» **What to work on**: Copy the lines below verbatim. Begin with the first and end with the line containing "vec![(opts.route, opts.lang)]".

» **Provided information**:
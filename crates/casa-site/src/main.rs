#![forbid(unsafe_code)]

//! Static export: render site pages to standalone HTML documents.

use std::fs;
use std::io::{self, Write};
use std::path::Path;

use casa_content::ContentStore;
use casa_i18n::Language;
use casa_site::cli;
use casa_site::document::{export_file_name, export_page};
use casa_site::route::Route;
use tracing::info;

fn main() {
    let opts = cli::Opts::parse();

    tracing_subscriber::fmt()
        .with_writer(io::stderr)
        .with_env_filter(
            tracing_subscriber::EnvFilter::try_from_default_env()
                .unwrap_or_else(|_| tracing_subscriber::EnvFilter::new("info")),
        )
        .init();

    let store = match ContentStore::try_global() {
        Ok(store) => store,
        Err(e) => {
            eprintln!("Failed to load content: {e}");
            std::process::exit(1);
        }
    };

    let pages: Vec<(Route, Language)> = if opts.all {
        Route::ALL
            .iter()
            .flat_map(|&route| Language::ALL.iter().map(move |&lang| (route, lang)))
            .collect()
    } else {
        vec![(opts.route, opts.lang)]
    };

    if let Err(e) = export(store, &pages, opts.out.as_deref(), opts.base_path.as_deref()) {
        eprintln!("Export failed: {e}");
        std::process::exit(1);
    }
}

fn export(
    store: &ContentStore,
    pages: &[(Route, Language)],
    out: Option<&str>,
    base_path: Option<&str>,
) -> io::Result<()> {
    let Some(dir) = out else {
        let mut stdout = io::stdout().lock();
        for &(route, lang) in pages {
            stdout.write_all(export_page(store, route, lang, base_path).as_bytes())?;
        }
        return stdout.flush();
    };

    let dir = Path::new(dir);
    fs::create_dir_all(dir)?;
    for &(route, lang) in pages {
        let path = dir.join(export_file_name(route, lang));
        fs::write(&path, export_page(store, route, lang, base_path))?;
        info!(path = %path.display(), "wrote page");
    }
    Ok(())
}
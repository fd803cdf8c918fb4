#![forbid(unsafe_code)]

//! Two-tier resolution of bilingual data fields.
//!
//! Data fields carry a primary value written in the default language and an
//! optional override for one other language. Resolution is total: the
//! worst case is the primary value.
//!
//! # Invariants
//!
//! 1. Resolving in the default language always yields the primary value,
//!    whatever the override holds.
//! 2. In any other language a non-empty override wins; an absent or empty
//!    override falls back to the primary value.
//! 3. Emptiness is decided here once ([`Blank`]); callers never special-case
//!    empty strings or empty lists themselves.

use crate::language::Language;

/// Values that can be "present but empty".
pub trait Blank {
    fn is_blank(&self) -> bool;
}

impl Blank for str {
    fn is_blank(&self) -> bool {
        self.is_empty()
    }
}

impl Blank for String {
    fn is_blank(&self) -> bool {
        self.is_empty()
    }
}

impl<T> Blank for [T] {
    fn is_blank(&self) -> bool {
        self.is_empty()
    }
}

impl<T> Blank for Vec<T> {
    fn is_blank(&self) -> bool {
        self.is_empty()
    }
}

/// Resolve a field with a mandatory primary value.
///
/// ```
/// use casa_i18n::{Language, resolve_field};
///
/// let name = "פיקאניה";
/// assert_eq!(resolve_field(name, Some("Picanha"), Language::En, Language::He), "Picanha");
/// assert_eq!(resolve_field(name, Some("Picanha"), Language::He, Language::He), name);
/// assert_eq!(resolve_field(name, Some(""), Language::En, Language::He), name);
/// ```
#[must_use]
pub fn resolve_field<'a, T>(
    primary: &'a T,
    override_value: Option<&'a T>,
    current: Language,
    default: Language,
) -> &'a T
where
    T: Blank + ?Sized,
{
    if current == default {
        return primary;
    }
    match override_value {
        Some(value) if !value.is_blank() => value,
        _ => primary,
    }
}

/// Resolve a field whose primary value may itself be absent.
///
/// Same policy as [`resolve_field`]; the result is `None` only when the
/// chosen branch has nothing to offer.
#[must_use]
pub fn resolve_optional<'a, T>(
    primary: Option<&'a T>,
    override_value: Option<&'a T>,
    current: Language,
    default: Language,
) -> Option<&'a T>
where
    T: Blank + ?Sized,
{
    if current == default {
        return primary;
    }
    match override_value {
        Some(value) if !value.is_blank() => Some(value),
        _ => primary,
    }
}

#[cfg(test)]
mod tests {
    use super::*;

    const HE: Language = Language::He;

    #[test]
    fn default_language_ignores_override() {
        assert_eq!(resolve_field("א", Some("A"), HE, HE), "א");
    }

    #[test]
    fn other_language_prefers_override() {
        assert_eq!(resolve_field("א", Some("A"), Language::En, HE), "A");
        assert_eq!(resolve_field("א", Some("A"), Language::Pt, HE), "A");
    }

    #[test]
    fn missing_or_empty_override_falls_back() {
        assert_eq!(resolve_field("א", None, Language::En, HE), "א");
        assert_eq!(resolve_field("א", Some(""), Language::En, HE), "א");
    }

    #[test]
    fn lists_resolve_like_strings() {
        let primary = vec!["א".to_string()];
        let empty: Vec<String> = Vec::new();
        let english = vec!["A".to_string(), "B".to_string()];
        assert_eq!(
            resolve_field(primary.as_slice(), Some(english.as_slice()), Language::En, HE),
            english.as_slice()
        );
        assert_eq!(
            resolve_field(primary.as_slice(), Some(empty.as_slice()), Language::En, HE),
            primary.as_slice()
        );
    }

    #[test]
    fn optional_primary() {
        assert_eq!(resolve_optional::<str>(None, None, Language::En, HE), None);
        assert_eq!(resolve_optional(None, Some("A"), Language::En, HE), Some("A"));
        assert_eq!(resolve_optional(None, Some("A"), HE, HE), None);
        assert_eq!(resolve_optional(Some("א"), Some(""), Language::En, HE), Some("א"));
    }
}
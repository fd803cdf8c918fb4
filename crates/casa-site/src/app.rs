#![forbid(unsafe_code)]

//! The site model: state, message handling and page composition.
//!
//! Language and selected category live in [`State`] cells with exactly
//! one [`Setter`] each, held here; sections only read them through the
//! [`ViewCtx`] built for every render.
//!
//! Small interactions (navigation bar background, mobile menu, FAQ
//! accordion, counters) update the DOM through targeted effects. A
//! language, category or route change re-renders the page.

use casa_content::ContentStore;
use casa_i18n::Language;
use casa_render::Node;
use casa_runtime::motion::{Counter, OnceFlag, ScopeId};
use casa_runtime::{Cmd, Effect, Event, Model, Setter, Stage, State, state};
use tracing::{debug, info};

use crate::chrome::{
    ACTION_FAQ, ACTION_LANG, ACTION_MENU_CLOSE, ACTION_MENU_TOGGLE, ACTION_NAVIGATE,
    ACTION_SELECT,
};
use crate::context::{UiState, ViewCtx};
use crate::document::metadata_effect;
use crate::pages;
use crate::route::Route;
use crate::sections::{about, faq, hero, testimonials};

#[derive(Debug, Clone, PartialEq)]
pub enum SiteMsg {
    /// The viewport scrolled; the stage already holds the new offset.
    Scrolled,
    Resized,
    Measured,
    SetLanguage(Language),
    SelectCategory(String),
    ToggleMobileMenu,
    CloseMobileMenu,
    ToggleFaq(String),
    /// An in-app link was followed.
    Go(Route),
    /// The browser location changed (initial load, back, forward).
    LocationChanged(String),
    Signal(String),
    Tick,
    /// An action this model does not understand.
    Unhandled(String),
}

impl From<Event> for SiteMsg {
    fn from(event: Event) -> Self {
        match event {
            Event::Scroll { .. } => Self::Scrolled,
            Event::Resize { .. } => Self::Resized,
            Event::Layout(_) => Self::Measured,
            Event::Action { name, value } => Self::from_action(&name, value),
            Event::Navigate { path } => Self::LocationChanged(path),
            Event::Signal(name) => Self::Signal(name),
            Event::Tick => Self::Tick,
        }
    }
}

impl SiteMsg {
    fn from_action(name: &str, value: Option<String>) -> Self {
        match (name, value) {
            (ACTION_LANG, Some(code)) => match code.parse::<Language>() {
                Ok(lang) => Self::SetLanguage(lang),
                Err(_) => Self::Unhandled(format!("{ACTION_LANG}={code}")),
            },
            (ACTION_SELECT, Some(id)) => Self::SelectCategory(id),
            (ACTION_MENU_TOGGLE, _) => Self::ToggleMobileMenu,
            (ACTION_MENU_CLOSE, _) => Self::CloseMobileMenu,
            (ACTION_FAQ, Some(id)) => Self::ToggleFaq(id),
            (ACTION_NAVIGATE, Some(path)) => Self::Go(Route::from_location(&path, "")),
            (other, _) => Self::Unhandled(other.to_owned()),
        }
    }
}

pub struct SiteModel {
    store: &'static ContentStore,
    language: State<Language>,
    set_language: Setter<Language>,
    category: State<String>,
    set_category: Setter<String>,
    route: Route,
    nav_scrolled: bool,
    mobile_menu_open: bool,
    open_faq: Option<String>,
    counters: Vec<Counter>,
    stats_gate: OnceFlag,
    scopes: Vec<ScopeId>,
}

impl SiteModel {
    /// Home page in the default language, first menu category selected.
    #[must_use]
    pub fn new(store: &'static ContentStore) -> Self {
        let (language, set_language) = state(Language::DEFAULT);
        let (category, set_category) = state(store.menu_catalog().first().id.clone());
        Self {
            store,
            language,
            set_language,
            category,
            set_category,
            route: Route::Home,
            nav_scrolled: false,
            mobile_menu_open: false,
            open_faq: None,
            counters: Vec::new(),
            stats_gate: OnceFlag::new(),
            scopes: Vec::new(),
        }
    }

    /// Start on the route for `location` instead of home.
    #[must_use]
    pub fn at_location(mut self, location: &str) -> Self {
        self.route = Route::from_location(location, &self.store.site().base_path);
        self
    }

    // -- Accessors ----------------------------------------------------------

    #[must_use]
    pub fn language(&self) -> Language {
        self.language.get()
    }

    /// Read-only handle on the current language.
    #[must_use]
    pub fn language_state(&self) -> State<Language> {
        self.language.clone()
    }

    #[must_use]
    pub fn selected_category(&self) -> String {
        self.category.get()
    }

    /// Read-only handle on the selected category id.
    #[must_use]
    pub fn category_state(&self) -> State<String> {
        self.category.clone()
    }

    #[must_use]
    pub fn route(&self) -> Route {
        self.route
    }

    #[must_use]
    pub fn is_nav_scrolled(&self) -> bool {
        self.nav_scrolled
    }

    #[must_use]
    pub fn is_mobile_menu_open(&self) -> bool {
        self.mobile_menu_open
    }

    #[must_use]
    pub fn open_faq(&self) -> Option<&str> {
        self.open_faq.as_deref()
    }

    #[must_use]
    pub fn counter_values(&self) -> Vec<u64> {
        self.counters.iter().map(Counter::value).collect()
    }

    /// Scopes mounted for the current route.
    #[must_use]
    pub fn scopes(&self) -> &[ScopeId] {
        &self.scopes
    }

    // -- Internal -----------------------------------------------------------

    fn ui_state(&self) -> UiState {
        UiState {
            nav_scrolled: self.nav_scrolled,
            mobile_menu_open: self.mobile_menu_open,
            open_faq: self.open_faq.clone(),
            stat_values: self.counter_values(),
            selected_category: self.category.get(),
        }
    }

    fn ctx<'a>(&self, ui: &'a UiState) -> ViewCtx<'a> {
        ViewCtx::new(self.store, self.language.get(), ui)
    }

    fn mount_route(&mut self, stage: &mut Stage) {
        let ui = self.ui_state();
        let ctx = self.ctx(&ui);
        let scopes = pages::mount(self.route, &ctx, stage);
        debug!(route = %self.route, scopes = scopes.len(), "route mounted");
        self.scopes = scopes;
    }

    fn switch_route(&mut self, route: Route, stage: &mut Stage) -> Cmd<SiteMsg> {
        for scope in self.scopes.drain(..) {
            stage.dispose_scope(scope);
        }
        let leaving_stats = self.route == Route::Home && route != Route::Home;
        self.route = route;
        self.mobile_menu_open = false;
        self.open_faq = None;
        self.mount_route(stage);
        stage.invalidate();
        let log = Cmd::log(format!("route: {route}"));
        if leaving_stats && self.finish_counters() {
            Cmd::batch(vec![Cmd::StopTick, log])
        } else {
            log
        }
    }

    /// Snap running counters to their targets. Returns whether any ran.
    fn finish_counters(&mut self) -> bool {
        let mut any = false;
        for counter in &mut self.counters {
            any |= counter.finish();
        }
        if any {
            debug!("stats counters finished early");
        }
        any
    }

    fn set_language(&mut self, lang: Language, stage: &mut Stage) -> Cmd<SiteMsg> {
        if !lang.is_selectable() {
            return Cmd::log(format!("language not selectable: {}", lang.code()));
        }
        if !self.set_language.set(lang) {
            return Cmd::none();
        }
        let ui = self.ui_state();
        let ctx = self.ctx(&ui);
        stage.emit(metadata_effect(lang, ctx.t));
        if self.route == Route::Home && !testimonials::is_empty(&ctx) {
            stage.emit(Effect::Relayout {
                target: testimonials::CAROUSEL_ID.to_owned(),
            });
        }
        stage.invalidate();
        info!(language = %lang, "language changed");
        Cmd::log(format!("language: {}", lang.code()))
    }

    fn set_mobile_menu(&mut self, open: bool, stage: &mut Stage) {
        if self.mobile_menu_open == open {
            return;
        }
        self.mobile_menu_open = open;
        if self.route != Route::Home {
            return;
        }
        stage.emit(Effect::Class {
            target: hero::MOBILE_MENU_ID.to_owned(),
            class: hero::OPEN_CLASS.to_owned(),
            on: open,
        });
        stage.emit(Effect::Attr {
            target: hero::MOBILE_MENU_ID.to_owned(),
            name: "hidden".to_owned(),
            value: (!open).then(String::new),
        });
        stage.emit(Effect::Attr {
            target: hero::MENU_TOGGLE_ID.to_owned(),
            name: "aria-expanded".to_owned(),
            value: Some(open.to_string()),
        });
    }

    fn toggle_faq(&mut self, id: &str, stage: &mut Stage) -> Cmd<SiteMsg> {
        let known = self
            .store
            .bundle(self.language.get())
            .is_ok_and(|t| t.faq.faqs.iter().any(|item| item.id == id));
        if !known {
            return Cmd::log(format!("unknown faq item: {id}"));
        }
        let next = faq::toggled(self.open_faq.as_deref(), id);
        if let Some(previous) = self.open_faq.as_deref()
            && next.as_deref() != Some(previous)
        {
            for effect in faq::item_effects(previous, false) {
                stage.emit(effect);
            }
        }
        if let Some(opened) = next.as_deref()
            && self.open_faq.as_deref() != Some(opened)
        {
            for effect in faq::item_effects(opened, true) {
                stage.emit(effect);
            }
        }
        self.open_faq = next;
        Cmd::none()
    }

    fn start_counters(&mut self, stage: &Stage) -> Cmd<SiteMsg> {
        if !self.stats_gate.raise() {
            return Cmd::none();
        }
        let now = stage.now();
        for counter in &mut self.counters {
            counter.start(now);
        }
        Cmd::batch(vec![
            Cmd::tick(stage.config().frame_interval),
            Cmd::log("stats counters started"),
        ])
    }

    fn tick_counters(&mut self, stage: &mut Stage) -> Cmd<SiteMsg> {
        let now = stage.now();
        let stats = &self.store.site().about.stats;
        for (i, counter) in self.counters.iter_mut().enumerate() {
            if let Some(value) = counter.tick(now)
                && self.route == Route::Home
            {
                let suffix = stats.get(i).map_or("", |s| s.suffix.as_str());
                stage.emit(Effect::Text {
                    target: about::stat_value_id(i),
                    text: about::format_stat(value, suffix),
                });
            }
        }
        if self.counters.iter().all(Counter::is_finished) {
            Cmd::StopTick
        } else {
            Cmd::none()
        }
    }
}

impl Model for SiteModel {
    type Message = SiteMsg;

    fn init(&mut self, stage: &mut Stage) -> Cmd<SiteMsg> {
        let duration = stage.config().counter_duration;
        self.counters = self
            .store
            .site()
            .about
            .stats
            .iter()
            .map(|stat| Counter::new(stat.value, duration))
            .collect();
        let lang = self.language.get();
        let ui = self.ui_state();
        stage.emit(metadata_effect(lang, self.ctx(&ui).t));
        self.mount_route(stage);
        Cmd::log(format!("site ready: route={} lang={}", self.route, lang.code()))
    }

    fn update(&mut self, msg: SiteMsg, stage: &mut Stage) -> Cmd<SiteMsg> {
        match msg {
            SiteMsg::Scrolled => {
                let scrolled = stage.viewport().scroll_y > stage.config().scrolled_threshold;
                if scrolled != self.nav_scrolled {
                    self.nav_scrolled = scrolled;
                    if self.route == Route::Home {
                        stage.emit(Effect::Class {
                            target: hero::NAV_ID.to_owned(),
                            class: hero::SCROLLED_CLASS.to_owned(),
                            on: scrolled,
                        });
                    }
                }
                Cmd::none()
            }
            SiteMsg::Resized | SiteMsg::Measured => Cmd::none(),
            SiteMsg::SetLanguage(lang) => self.set_language(lang, stage),
            SiteMsg::SelectCategory(id) => {
                let resolved = self.store.menu_catalog().select(&id).id.clone();
                if resolved != id {
                    debug!(requested = %id, fallback = %resolved, "unknown category");
                }
                if self.set_category.set(resolved) {
                    stage.invalidate();
                }
                Cmd::none()
            }
            SiteMsg::ToggleMobileMenu => {
                let open = !self.mobile_menu_open;
                self.set_mobile_menu(open, stage);
                Cmd::none()
            }
            SiteMsg::CloseMobileMenu => {
                self.set_mobile_menu(false, stage);
                Cmd::none()
            }
            SiteMsg::ToggleFaq(id) => self.toggle_faq(&id, stage),
            SiteMsg::Go(route) => {
                if route == self.route {
                    self.set_mobile_menu(false, stage);
                    return Cmd::none();
                }
                stage.emit(Effect::Navigate {
                    path: self.store.site().route_href(route.path()),
                });
                self.switch_route(route, stage)
            }
            SiteMsg::LocationChanged(path) => {
                let route = Route::from_location(&path, &self.store.site().base_path);
                if route == self.route {
                    Cmd::none()
                } else {
                    self.switch_route(route, stage)
                }
            }
            SiteMsg::Signal(name) if name == about::STATS_SIGNAL => self.start_counters(stage),
            SiteMsg::Signal(name) => Cmd::log(format!("unhandled signal: {name}")),
            SiteMsg::Tick => self.tick_counters(stage),
            SiteMsg::Unhandled(what) => Cmd::log(format!("ignored action: {what}")),
        }
    }

    fn view(&self) -> Node {
        let ui = self.ui_state();
        pages::render(self.route, &self.ctx(&ui))
    }
}

#[cfg(test)]
mod tests {
    use super::*;

    fn action(name: &str, value: Option<&str>) -> SiteMsg {
        SiteMsg::from(Event::Action {
            name: name.to_owned(),
            value: value.map(str::to_owned),
        })
    }

    #[test]
    fn actions_map_to_messages() {
        assert_eq!(action("lang", Some("en")), SiteMsg::SetLanguage(Language::En));
        assert_eq!(action("select", Some("desserts")), SiteMsg::SelectCategory("desserts".into()));
        assert_eq!(action("menu-toggle", None), SiteMsg::ToggleMobileMenu);
        assert_eq!(action("faq", Some("kids")), SiteMsg::ToggleFaq("kids".into()));
        assert_eq!(action("navigate", Some("/menu")), SiteMsg::Go(Route::Menu));
    }

    #[test]
    fn malformed_actions_are_unhandled() {
        assert!(matches!(action("lang", Some("fr")), SiteMsg::Unhandled(_)));
        assert!(matches!(action("select", None), SiteMsg::Unhandled(_)));
        assert!(matches!(action("dance", None), SiteMsg::Unhandled(_)));
    }

    #[test]
    fn host_location_becomes_location_changed() {
        assert_eq!(
            SiteMsg::from(Event::Navigate { path: "/x".into() }),
            SiteMsg::LocationChanged("/x".into())
        );
    }
}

» **Task output**:
filename crates/casa-site/src/main.rs
#![forbid(unsafe_code)]

//! Static export: render site pages to standalone HTML documents.

use std::fs;
use std::io::{self, Write};
use std::path::Path;

use casa_content::ContentStore;
use casa_i18n::Language;
use casa_site::cli;
use casa_site::document::{export_file_name, export_page};
use casa_site::route::Route;
use tracing::info;

fn main() {
    let opts = cli::Opts::parse();

    tracing_subscriber::fmt()
        .with_writer(io::stderr)
        .with_env_filter(
            tracing_subscriber::EnvFilter::try_from_default_env()
                .unwrap_or_else(|_| tracing_subscriber::EnvFilter::new("info")),
        )
        .init();

    let store = match ContentStore::try_global() {
        Ok(store) => store,
        Err(e) => {
            eprintln!("Failed to load content: {e}");
            std::process::exit(1);
        }
    };

    let pages: Vec<(Route, Language)> = if opts.all {
        Route::ALL
            .iter()
            .flat_map(|&route| Language::ALL.iter().map(move |&lang| (route, lang)))
            .collect()
    } else {
        vec![(opts.route, opts.lang)]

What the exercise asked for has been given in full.